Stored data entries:
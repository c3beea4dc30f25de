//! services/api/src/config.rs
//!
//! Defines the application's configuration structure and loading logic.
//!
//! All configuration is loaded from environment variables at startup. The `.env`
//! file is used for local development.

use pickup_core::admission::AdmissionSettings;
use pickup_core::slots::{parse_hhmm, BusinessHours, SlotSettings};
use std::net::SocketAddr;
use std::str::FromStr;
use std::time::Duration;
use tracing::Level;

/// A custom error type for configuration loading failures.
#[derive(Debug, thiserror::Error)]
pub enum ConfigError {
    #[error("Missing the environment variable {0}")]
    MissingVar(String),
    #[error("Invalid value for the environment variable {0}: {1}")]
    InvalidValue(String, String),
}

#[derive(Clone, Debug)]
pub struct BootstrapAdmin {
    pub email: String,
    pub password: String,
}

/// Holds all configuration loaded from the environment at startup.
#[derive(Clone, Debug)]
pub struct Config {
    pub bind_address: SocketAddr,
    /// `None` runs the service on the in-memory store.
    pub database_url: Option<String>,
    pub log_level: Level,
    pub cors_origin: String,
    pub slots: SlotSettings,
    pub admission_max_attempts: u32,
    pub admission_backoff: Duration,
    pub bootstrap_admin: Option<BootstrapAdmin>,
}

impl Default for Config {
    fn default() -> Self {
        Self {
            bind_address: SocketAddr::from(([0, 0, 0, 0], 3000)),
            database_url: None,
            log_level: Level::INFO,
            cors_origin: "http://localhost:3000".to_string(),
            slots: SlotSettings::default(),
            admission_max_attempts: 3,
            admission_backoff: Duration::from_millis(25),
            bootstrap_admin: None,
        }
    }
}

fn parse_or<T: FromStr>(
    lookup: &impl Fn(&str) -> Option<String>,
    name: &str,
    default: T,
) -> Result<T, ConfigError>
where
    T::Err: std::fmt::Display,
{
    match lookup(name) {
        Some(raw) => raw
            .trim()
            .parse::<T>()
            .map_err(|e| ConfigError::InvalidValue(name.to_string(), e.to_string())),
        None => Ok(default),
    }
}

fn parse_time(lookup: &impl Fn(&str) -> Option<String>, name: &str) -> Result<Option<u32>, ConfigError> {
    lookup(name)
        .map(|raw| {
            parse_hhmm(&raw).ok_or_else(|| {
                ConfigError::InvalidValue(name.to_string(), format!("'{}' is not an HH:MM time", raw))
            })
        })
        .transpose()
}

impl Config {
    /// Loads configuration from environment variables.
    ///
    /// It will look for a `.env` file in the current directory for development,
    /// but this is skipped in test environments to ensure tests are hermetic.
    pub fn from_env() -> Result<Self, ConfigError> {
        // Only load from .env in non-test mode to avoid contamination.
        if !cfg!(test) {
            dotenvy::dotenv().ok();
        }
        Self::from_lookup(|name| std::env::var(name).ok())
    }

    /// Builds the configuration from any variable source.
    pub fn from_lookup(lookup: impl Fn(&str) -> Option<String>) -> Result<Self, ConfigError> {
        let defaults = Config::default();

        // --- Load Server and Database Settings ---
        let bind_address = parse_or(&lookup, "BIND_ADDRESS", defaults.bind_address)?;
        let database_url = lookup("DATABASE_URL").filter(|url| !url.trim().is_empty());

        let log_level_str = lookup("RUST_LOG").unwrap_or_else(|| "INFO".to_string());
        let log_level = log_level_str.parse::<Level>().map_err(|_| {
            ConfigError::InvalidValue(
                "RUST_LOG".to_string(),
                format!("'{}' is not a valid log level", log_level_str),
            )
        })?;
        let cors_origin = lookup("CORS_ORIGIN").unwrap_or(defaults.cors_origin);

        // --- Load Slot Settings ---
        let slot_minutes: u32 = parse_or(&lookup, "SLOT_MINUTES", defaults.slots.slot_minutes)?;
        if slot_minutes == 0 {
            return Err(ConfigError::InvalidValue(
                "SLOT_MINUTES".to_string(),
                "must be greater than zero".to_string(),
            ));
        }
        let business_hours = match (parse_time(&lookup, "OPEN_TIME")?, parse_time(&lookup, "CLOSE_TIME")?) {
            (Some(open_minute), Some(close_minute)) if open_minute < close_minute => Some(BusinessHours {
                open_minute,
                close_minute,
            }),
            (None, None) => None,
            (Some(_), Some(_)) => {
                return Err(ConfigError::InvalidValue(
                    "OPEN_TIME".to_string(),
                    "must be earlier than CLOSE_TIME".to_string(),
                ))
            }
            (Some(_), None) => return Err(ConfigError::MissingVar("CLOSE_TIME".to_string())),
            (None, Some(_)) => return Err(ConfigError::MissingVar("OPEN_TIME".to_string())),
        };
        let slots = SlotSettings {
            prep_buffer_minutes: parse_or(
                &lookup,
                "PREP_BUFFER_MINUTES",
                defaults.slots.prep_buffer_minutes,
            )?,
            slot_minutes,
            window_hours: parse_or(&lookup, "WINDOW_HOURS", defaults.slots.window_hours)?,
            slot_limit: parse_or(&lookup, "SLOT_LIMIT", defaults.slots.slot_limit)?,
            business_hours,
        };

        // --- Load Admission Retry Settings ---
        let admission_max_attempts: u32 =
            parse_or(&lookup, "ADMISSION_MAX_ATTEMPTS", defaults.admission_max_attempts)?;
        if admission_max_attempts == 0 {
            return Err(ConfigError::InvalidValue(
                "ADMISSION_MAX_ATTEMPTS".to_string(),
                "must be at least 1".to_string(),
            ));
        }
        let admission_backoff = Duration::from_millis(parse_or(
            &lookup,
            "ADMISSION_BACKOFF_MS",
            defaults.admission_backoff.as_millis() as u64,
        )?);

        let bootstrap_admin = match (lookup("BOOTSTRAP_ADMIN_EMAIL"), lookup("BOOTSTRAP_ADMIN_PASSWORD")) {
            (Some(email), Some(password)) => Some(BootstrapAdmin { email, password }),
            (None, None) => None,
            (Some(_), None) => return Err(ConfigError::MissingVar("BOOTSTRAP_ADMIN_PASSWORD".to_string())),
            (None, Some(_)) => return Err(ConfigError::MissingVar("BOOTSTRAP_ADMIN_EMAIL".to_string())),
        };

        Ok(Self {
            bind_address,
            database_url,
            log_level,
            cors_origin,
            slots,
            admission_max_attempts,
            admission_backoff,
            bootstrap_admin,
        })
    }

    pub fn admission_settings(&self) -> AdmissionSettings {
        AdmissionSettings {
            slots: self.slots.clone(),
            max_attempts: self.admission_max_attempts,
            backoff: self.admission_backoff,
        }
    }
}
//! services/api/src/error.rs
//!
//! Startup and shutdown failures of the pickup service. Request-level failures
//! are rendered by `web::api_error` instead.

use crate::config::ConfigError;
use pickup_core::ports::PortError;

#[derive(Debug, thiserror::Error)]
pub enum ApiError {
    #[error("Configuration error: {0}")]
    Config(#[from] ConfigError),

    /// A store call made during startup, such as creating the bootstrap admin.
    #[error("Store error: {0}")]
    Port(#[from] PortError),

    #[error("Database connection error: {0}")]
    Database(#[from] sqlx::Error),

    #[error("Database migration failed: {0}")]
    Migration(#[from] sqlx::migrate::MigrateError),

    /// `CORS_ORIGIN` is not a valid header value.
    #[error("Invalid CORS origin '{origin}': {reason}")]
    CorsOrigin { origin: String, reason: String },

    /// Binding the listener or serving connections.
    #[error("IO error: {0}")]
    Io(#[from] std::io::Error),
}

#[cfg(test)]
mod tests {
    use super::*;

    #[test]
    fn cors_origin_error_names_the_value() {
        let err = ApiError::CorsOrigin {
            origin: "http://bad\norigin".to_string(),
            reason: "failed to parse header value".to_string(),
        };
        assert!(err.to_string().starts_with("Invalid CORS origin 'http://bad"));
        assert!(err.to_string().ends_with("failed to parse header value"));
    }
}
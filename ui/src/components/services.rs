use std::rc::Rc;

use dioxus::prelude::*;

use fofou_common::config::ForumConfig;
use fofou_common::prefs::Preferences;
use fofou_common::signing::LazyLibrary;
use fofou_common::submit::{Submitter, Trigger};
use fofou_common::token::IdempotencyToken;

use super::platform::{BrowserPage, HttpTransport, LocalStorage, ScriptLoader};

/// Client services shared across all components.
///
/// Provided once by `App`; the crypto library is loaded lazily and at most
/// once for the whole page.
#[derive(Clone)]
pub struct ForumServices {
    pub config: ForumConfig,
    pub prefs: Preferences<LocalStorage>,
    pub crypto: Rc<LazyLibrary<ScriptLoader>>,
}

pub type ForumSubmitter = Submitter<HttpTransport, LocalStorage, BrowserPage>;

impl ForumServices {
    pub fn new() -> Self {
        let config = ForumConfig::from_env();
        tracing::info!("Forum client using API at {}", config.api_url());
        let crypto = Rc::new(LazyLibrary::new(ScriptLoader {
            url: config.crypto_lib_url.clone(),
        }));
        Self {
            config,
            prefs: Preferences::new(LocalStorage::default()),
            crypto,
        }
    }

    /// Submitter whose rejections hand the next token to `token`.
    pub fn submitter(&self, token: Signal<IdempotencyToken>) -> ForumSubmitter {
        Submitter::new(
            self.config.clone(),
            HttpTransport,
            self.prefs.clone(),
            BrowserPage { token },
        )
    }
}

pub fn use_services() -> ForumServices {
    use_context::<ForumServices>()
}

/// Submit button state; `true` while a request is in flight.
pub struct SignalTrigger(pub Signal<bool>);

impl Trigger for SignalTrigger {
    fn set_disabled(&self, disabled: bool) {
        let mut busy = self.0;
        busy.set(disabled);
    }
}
==
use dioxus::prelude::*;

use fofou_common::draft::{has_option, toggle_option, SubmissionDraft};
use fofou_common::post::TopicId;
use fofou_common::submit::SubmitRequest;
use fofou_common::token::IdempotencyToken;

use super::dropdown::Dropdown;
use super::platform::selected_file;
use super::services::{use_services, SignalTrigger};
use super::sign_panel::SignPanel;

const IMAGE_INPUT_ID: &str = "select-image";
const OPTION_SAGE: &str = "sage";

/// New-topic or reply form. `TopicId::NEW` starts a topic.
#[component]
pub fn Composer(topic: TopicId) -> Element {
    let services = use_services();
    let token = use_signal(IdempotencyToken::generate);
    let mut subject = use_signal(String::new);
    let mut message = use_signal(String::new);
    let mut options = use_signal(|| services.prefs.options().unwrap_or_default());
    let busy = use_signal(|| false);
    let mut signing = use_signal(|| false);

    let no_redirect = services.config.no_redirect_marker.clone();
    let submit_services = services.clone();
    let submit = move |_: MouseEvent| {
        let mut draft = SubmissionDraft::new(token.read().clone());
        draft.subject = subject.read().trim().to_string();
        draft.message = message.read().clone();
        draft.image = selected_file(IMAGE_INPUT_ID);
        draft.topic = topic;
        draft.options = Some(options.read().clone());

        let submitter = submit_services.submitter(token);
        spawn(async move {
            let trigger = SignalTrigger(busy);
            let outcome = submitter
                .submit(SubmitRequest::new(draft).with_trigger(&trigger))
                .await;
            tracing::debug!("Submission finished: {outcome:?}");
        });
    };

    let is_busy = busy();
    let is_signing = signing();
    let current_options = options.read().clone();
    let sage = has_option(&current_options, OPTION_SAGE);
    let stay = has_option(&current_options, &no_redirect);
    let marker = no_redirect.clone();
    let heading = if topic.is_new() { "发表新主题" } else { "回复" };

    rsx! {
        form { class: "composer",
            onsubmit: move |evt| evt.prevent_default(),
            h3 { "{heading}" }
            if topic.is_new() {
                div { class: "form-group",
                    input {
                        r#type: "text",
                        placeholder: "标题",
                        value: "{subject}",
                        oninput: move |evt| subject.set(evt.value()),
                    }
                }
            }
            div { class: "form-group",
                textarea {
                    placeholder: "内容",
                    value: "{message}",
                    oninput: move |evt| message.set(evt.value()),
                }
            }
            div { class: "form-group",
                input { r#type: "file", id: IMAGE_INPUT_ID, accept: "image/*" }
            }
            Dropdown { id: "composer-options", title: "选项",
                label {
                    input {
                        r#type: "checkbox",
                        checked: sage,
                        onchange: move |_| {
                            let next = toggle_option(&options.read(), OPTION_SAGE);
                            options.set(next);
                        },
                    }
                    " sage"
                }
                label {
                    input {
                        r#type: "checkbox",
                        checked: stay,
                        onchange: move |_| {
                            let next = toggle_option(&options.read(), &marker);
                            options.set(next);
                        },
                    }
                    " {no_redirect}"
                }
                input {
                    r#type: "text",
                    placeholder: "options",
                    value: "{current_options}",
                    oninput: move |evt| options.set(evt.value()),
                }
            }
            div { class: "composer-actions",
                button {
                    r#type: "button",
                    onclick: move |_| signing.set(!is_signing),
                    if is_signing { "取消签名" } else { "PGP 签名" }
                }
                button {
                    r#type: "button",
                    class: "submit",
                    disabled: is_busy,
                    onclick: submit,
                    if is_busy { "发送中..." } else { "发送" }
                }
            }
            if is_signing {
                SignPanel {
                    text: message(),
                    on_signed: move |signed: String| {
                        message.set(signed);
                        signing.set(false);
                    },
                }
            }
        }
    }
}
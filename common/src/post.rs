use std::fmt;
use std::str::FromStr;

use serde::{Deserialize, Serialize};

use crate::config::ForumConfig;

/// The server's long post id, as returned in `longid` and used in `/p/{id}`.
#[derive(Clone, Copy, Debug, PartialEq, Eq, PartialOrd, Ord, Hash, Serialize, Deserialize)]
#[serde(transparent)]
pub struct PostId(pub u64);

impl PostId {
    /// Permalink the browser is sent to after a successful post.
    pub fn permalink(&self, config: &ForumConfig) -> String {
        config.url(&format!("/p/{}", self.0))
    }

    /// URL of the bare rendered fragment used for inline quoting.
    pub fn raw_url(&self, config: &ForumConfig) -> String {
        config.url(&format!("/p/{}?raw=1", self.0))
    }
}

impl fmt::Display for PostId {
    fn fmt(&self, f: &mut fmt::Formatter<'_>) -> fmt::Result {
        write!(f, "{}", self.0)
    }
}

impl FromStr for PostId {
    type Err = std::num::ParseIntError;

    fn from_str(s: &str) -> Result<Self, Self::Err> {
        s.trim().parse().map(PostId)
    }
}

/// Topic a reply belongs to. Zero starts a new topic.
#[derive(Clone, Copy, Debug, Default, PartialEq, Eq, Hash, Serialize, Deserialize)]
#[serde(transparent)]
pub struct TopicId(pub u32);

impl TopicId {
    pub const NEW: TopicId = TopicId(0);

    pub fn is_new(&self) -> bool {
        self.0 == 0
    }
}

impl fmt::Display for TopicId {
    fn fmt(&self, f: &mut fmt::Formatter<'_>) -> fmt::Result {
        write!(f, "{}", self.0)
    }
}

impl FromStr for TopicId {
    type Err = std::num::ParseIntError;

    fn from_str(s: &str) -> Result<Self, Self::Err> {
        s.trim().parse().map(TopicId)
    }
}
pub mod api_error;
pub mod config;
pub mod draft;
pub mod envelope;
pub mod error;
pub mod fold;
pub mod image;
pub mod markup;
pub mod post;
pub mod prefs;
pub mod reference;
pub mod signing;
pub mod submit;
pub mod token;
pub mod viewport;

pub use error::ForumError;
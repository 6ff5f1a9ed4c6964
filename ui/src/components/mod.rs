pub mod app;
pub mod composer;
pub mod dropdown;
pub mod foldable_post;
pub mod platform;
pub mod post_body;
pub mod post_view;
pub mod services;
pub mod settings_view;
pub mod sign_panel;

◆ Action item: Tell how many lines above contain the word "must". Nothing but the number is needed.

◆ Reply: 3